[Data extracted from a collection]

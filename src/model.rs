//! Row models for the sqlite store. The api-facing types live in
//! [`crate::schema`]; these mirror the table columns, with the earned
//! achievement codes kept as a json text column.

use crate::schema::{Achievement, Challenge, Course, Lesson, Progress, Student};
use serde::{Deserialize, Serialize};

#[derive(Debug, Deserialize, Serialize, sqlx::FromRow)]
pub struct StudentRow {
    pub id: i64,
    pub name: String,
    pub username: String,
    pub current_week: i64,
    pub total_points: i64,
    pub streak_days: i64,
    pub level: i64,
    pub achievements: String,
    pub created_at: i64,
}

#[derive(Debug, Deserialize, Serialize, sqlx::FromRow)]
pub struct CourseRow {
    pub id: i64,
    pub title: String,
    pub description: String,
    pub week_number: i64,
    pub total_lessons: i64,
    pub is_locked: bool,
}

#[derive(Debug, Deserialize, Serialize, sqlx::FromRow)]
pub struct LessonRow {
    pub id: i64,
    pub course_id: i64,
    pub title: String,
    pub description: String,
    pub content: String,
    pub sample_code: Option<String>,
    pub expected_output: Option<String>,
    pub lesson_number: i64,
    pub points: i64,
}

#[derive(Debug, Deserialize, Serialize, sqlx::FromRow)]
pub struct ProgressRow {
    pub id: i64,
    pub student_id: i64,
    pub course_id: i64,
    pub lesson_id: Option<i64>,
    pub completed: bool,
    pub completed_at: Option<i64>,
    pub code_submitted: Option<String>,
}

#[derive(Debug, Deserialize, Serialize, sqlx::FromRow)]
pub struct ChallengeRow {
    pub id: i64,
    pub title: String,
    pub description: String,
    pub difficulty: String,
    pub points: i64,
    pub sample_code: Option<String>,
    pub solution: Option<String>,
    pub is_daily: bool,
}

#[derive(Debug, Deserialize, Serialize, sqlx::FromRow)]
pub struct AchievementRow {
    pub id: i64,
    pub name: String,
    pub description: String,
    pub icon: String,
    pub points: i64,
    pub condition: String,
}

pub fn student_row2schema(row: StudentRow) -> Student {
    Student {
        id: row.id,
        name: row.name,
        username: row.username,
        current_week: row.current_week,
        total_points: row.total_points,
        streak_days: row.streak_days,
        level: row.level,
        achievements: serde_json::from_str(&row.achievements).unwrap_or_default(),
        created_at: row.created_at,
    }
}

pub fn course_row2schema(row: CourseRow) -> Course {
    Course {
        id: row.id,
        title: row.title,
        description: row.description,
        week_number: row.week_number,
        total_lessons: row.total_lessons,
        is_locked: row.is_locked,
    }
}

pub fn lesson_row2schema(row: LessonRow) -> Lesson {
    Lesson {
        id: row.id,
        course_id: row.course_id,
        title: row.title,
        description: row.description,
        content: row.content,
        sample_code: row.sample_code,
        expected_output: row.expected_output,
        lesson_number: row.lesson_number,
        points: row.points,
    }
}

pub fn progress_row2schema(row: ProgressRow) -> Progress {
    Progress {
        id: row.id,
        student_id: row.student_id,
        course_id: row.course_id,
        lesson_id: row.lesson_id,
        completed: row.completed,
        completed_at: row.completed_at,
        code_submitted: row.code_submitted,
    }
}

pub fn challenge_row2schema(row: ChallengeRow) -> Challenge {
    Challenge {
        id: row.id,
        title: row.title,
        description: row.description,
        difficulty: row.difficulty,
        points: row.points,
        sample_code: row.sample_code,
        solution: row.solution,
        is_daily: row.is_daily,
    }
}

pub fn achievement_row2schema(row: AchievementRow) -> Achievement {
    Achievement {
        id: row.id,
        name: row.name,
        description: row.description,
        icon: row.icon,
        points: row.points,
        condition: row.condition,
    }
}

→ **PROBLEM TO SOLVE**:
All of the data needs to be repeated exactly.

→ **SOLUTION FOR THIS EXERCISE**:
filename src/model.rs
//! Row models for the sqlite store. The api-facing types live in
//! [`crate::schema`]; these mirror the table columns, with the earned
//! achievement codes kept as a json text column.

use crate::schema::{Achievement, Challenge, Course, Lesson, Progress, Student};
use serde::{Deserialize, Serialize};

#[derive(Debug, Deserialize, Serialize, sqlx::FromRow)]
pub struct StudentRow {
    pub id: i64,
    pub name: String,
    pub username: String,
    pub current_week: i64,
    pub total_points: i64,
    pub streak_days: i64,
    pub level: i64,
    pub achievements: String,
    pub created_at: i64,
}

#[derive(Debug, Deserialize, Serialize, sqlx::FromRow)]
pub struct CourseRow {
    pub id: i64,
    pub title: String,
    pub description: String,
    pub week_number: i64,
    pub total_lessons: i64,
    pub is_locked: bool,
}

#[derive(Debug, Deserialize, Serialize, sqlx::FromRow)]
pub struct LessonRow {
    pub id: i64,
    pub course_id: i64,
    pub title: String,
    pub description: String,
    pub content: String,
    pub sample_code: Option<String>,
    pub expected_output: Option<String>,
    pub lesson_number: i64,
    pub points: i64,
}

#[derive(Debug, Deserialize, Serialize, sqlx::FromRow)]
pub struct ProgressRow {
    pub id: i64,
    pub student_id: i64,
    pub course_id: i64,
    pub lesson_id: Option<i64>,
    pub completed: bool,
    pub completed_at: Option<i64>,
    pub code_submitted: Option<String>,
}

#[derive(Debug, Deserialize, Serialize, sqlx::FromRow)]
pub struct ChallengeRow {
    pub id: i64,
    pub title: String,
    pub description: String,
    pub difficulty: String,
    pub points: i64,
    pub sample_code: Option<String>,
    pub solution: Option<String>,
    pub is_daily: bool,
}

#[derive(Debug, Deserialize, Serialize, sqlx::FromRow)]
pub struct AchievementRow {
    pub id: i64,
    pub name: String,
    pub description: String,
    pub icon: String,
    pub points: i64,
    pub condition: String,
}

pub fn student_row2schema(row: StudentRow) -> Student {
    Student {
        id: row.id,
        name: row.name,
        username: row.username,
        current_week: row.current_week,
        total_points: row.total_points,
        streak_days: row.streak_days,
        level: row.level,
        achievements: serde_json::from_str(&row.achievements).unwrap_or_default(),
        created_at: row.created_at,
    }
}

pub fn course_row2schema(row: CourseRow) -> Course {
    Course {
        id: row.id,
        title: row.title,
        description: row.description,
        week_number: row.week_number,
        total_lessons: row.total_lessons,
        is_locked: row.is_locked,
    }
}

pub fn lesson_row2schema(row: LessonRow) -> Lesson {
    Lesson {
        id: row.id,
        course_id: row.course_id,
        title: row.title,
        description: row.description,
        content: row.content,
        sample_code: row.sample_code,
        expected_output: row.expected_output,
        lesson_number: row.lesson_number,
        points: row.points,
    }
}

pub fn progress_row2schema(row: ProgressRow) -> Progress {
    Progress {
        id: row.id,
        student_id: row.student_id,
        course_id: row.course_id,
        lesson_id: row.lesson_id,
        completed: row.completed,
        completed_at: row.completed_at,
        code_submitted: row.code_submitted,
    }
}

pub fn challenge_row2schema(row: ChallengeRow) -> Challenge {
    Challenge {
        id: row.id,
        title: row.title,
        description: row.description,
        difficulty: row.difficulty,
        points: row.points,
        sample_code: row.sample_code,
        solution: row.solution,
        is_daily: row.is_daily,
    }
}

pub fn achievement_row2schema(row: AchievementRow) -> Achievement {
    Achievement {
        id: row.id,
        name: row.name,
        description: row.description,
        icon: row.icon,
        points: row.points,
        condition: row.condition,
    }
}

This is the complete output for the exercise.